For detailed implementation directions and dealing examples, groups can reference the complete implementation and deployment notebook within the AWS samples repository, which gives complete steering on deploying Parakeet ASR with NIM on SageMaker AI utilizing the carry your personal container (BYOC) strategy. For organizations with particular architectural preferences, separate HTTP-only and gRPC-only implementations are additionally obtainable, offering less complicated deployment fashions for groups with well-defined use instances whereas the mixed implementation provides most flexibility and computerized optimization.

AWS prospects can deploy these fashions both as production-grade NVIDIA NIM containers straight from SageMaker Market or JumpStart, or open supply NVIDIA fashions obtainable on Hugging Face, which could be deployed by customized containers on SageMaker or Amazon Elastic Kubernetes Service (Amazon EKS). This permits organizations to decide on between absolutely managed, enterprise-tier endpoints with auto-scaling and safety, or versatile open-source improvement for analysis or constrained use instances.

Utilizing an AWS LMI container

LMI containers are designed to simplify internet hosting giant fashions on AWS. These containers embrace optimized inference engines like vLLM, FasterTransformer, or TensorRT-LLM that may routinely deal with issues like mannequin parallelism, quantization, and batching for giant fashions. The LMI container is basically a pre-configured Docker picture that runs an inference server (for instance a Python server with these optimizations) and lets you specify mannequin parameters by utilizing setting variables.
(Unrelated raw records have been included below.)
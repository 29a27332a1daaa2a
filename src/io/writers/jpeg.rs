use image::DynamicImage;
use jpeg_encoder::{ColorType, Encoder};

use crate::error::{Error, Result};

/// Fixed output quality for JPEG re-encoding.
pub const JPEG_QUALITY: u8 = 95;

pub fn encode_rgb_jpeg(width: u32, height: u32, rgb_data: &[u8]) -> Result<Vec<u8>> {
    let (cols, rows) = match (u16::try_from(width), u16::try_from(height)) {
        (Ok(c), Ok(r)) => (c, r),
        _ => {
            return Err(Error::encode(
                "jpeg",
                format!("{}x{} exceeds the 65535 px JPEG limit", width, height),
            ));
        }
    };
    let mut buffer = Vec::new();
    let mut encoder = Encoder::new(&mut buffer, JPEG_QUALITY);
    encoder.set_optimized_huffman_tables(true);
    encoder
        .encode(rgb_data, cols, rows, ColorType::Rgb)
        .map_err(|e| Error::encode("jpeg", e))?;
    Ok(buffer)
}

/// Encode as baseline RGB JPEG; any alpha channel is dropped.
pub fn encode_jpeg(image: &DynamicImage) -> Result<Vec<u8>> {
    let rgb = image.to_rgb8();
    encode_rgb_jpeg(rgb.width(), rgb.height(), rgb.as_raw())
}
To make use of the LMI container for Parakeet, we might usually:

  1. Select the suitable LMI picture: AWS gives completely different LMI photos for various frameworks. For Parakeet , we’d use the DJLServing picture for environment friendly inference. Alternatively, NVIDIA Triton Inference Server (which Riva makes use of) is an choice if we bundle the mannequin in ONNX or TensorRT format.
  2. Specify the mannequin configuration: With LMI, we regularly present a model_id (if pulling from Hugging Face Hub) or a path to our mannequin, together with configuration for find out how to load it (variety of GPUs, tensor parallel diploma, quantization bits). The container then downloads the mannequin and initializes it with the desired settings. We will additionally obtain our personal mannequin information from Amazon S3 as a substitute of utilizing the Hub.
  3. Outline the inference handler: The LMI container may require a small handler script or configuration to inform it find out how to course of requests. For ASR, this may contain studying the audio enter, passing it to the mannequin, and returning textual content.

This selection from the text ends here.